彼の周りには既に、敵の影も形もなくなっていた。
警棒と、拳銃だけが砂利の上に転がっている。
と、砂を鳴らし、園児服の少女が近付いてきた。
相楽は舌打ちし、
「フン、化けダヌキか何かか。あっちへ行ってろ」
少女の目前の空間を発火させる。
少女は泡を食って、四つ足で逃げ出した。
夜はますます更け、闇に蠢く邪霊の量も増加している。
そればかりか、夜行性の変異生物も本格的に活動し始めたようだ。遠くから獣の臭いが漂い出しており、不協和音じみた吠声が遠くの茂みから聞こえてくる。
相楽は外股で地面を蹴るような、傲慢さを顕現した歩き方で、ゆっくりと車へ向かう。
何度か邪霊が迫ってきたが、あえなく蒸発させてしまった。
相楽は後部座席へ乗り込み、運転手に「出せ」と短く命じた。
運転手は無言で頷き、落ち着いた様子で、静かに車を発進させる。
彼女が慌てていなかったのは、あらかじめ車には霊除けの対策が施されており、襲われる心配がないことを知っているためである。

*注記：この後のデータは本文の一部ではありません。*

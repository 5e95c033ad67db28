use std::time::Duration;

use reqwest::header::{HeaderMap, HeaderValue, CONTENT_TYPE};
use tracing::debug;

use super::types::*;
use crate::error::{AiError, Result};

pub(crate) const GEMINI_API_URL: &str = "https://generativelanguage.googleapis.com/v1beta";

pub(crate) struct GeminiClient {
    api_key: String,
    http: reqwest::Client,
    base_url: String,
    timeout: Duration,
}

impl GeminiClient {
    pub fn new(api_key: &str, http: reqwest::Client, timeout: Duration) -> Self {
        Self {
            api_key: api_key.to_string(),
            http,
            base_url: GEMINI_API_URL.to_string(),
            timeout,
        }
    }

    pub fn with_base_url(mut self, url: &str) -> Self {
        self.base_url = url.trim_end_matches('/').to_string();
        self
    }

    fn headers(&self) -> Result<HeaderMap> {
        let mut headers = HeaderMap::new();
        headers.insert("x-goog-api-key", HeaderValue::from_str(&self.api_key)?);
        headers.insert(CONTENT_TYPE, HeaderValue::from_static("application/json"));
        Ok(headers)
    }

    pub async fn generate(&self, model: &str, request: &GenerateRequest) -> Result<GenerateResponse> {
        let url = format!("{}/models/{}:generateContent", self.base_url, model);

        debug!(model, "Gemini generateContent request");

        let response = self
            .http
            .post(&url)
            .headers(self.headers()?)
            .timeout(self.timeout)
            .json(request)
            .send()
            .await?;

        if !response.status().is_success() {
            let status = response.status();
            let message = response.text().await.unwrap_or_default();
            return Err(AiError::Api {
                status: status.as_u16(),
                message,
            });
        }

        Ok(response.json().await?)
    }
}
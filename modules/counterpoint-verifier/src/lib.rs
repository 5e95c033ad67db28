pub mod evidence;
pub mod history;
pub mod normalizer;
pub mod render;
pub mod social;
pub mod synthesizer;
pub mod traits;
pub mod verifier;

#[cfg(any(test, feature = "test-support"))]
pub mod testing;

pub use history::HistoryStore;
pub use verifier::{RunOutcome, VerificationRun, Verifier};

「最初がアイツで良かったぜ。後に回してたら白けてたところだ」
独り言か、話しかけているのか、女には分からなかった。
ただ相楽のことを、最低限の会話しかしたくないと思うほどには嫌悪していたので、女は何も答えなかった。
相楽の方も、そのことで特に気分を害した様子はなく、足を組み替えて言葉を続ける。
「さて、二匹目はどいつにするかな。六条ってデブのオッサンにするか……あ~喰い足んねェ。どっかで肉でも喰うかな。どうよ、あんたも付き合うか?」
「……遠慮しておきます」
掠れ気味の声で、女は短く答えた。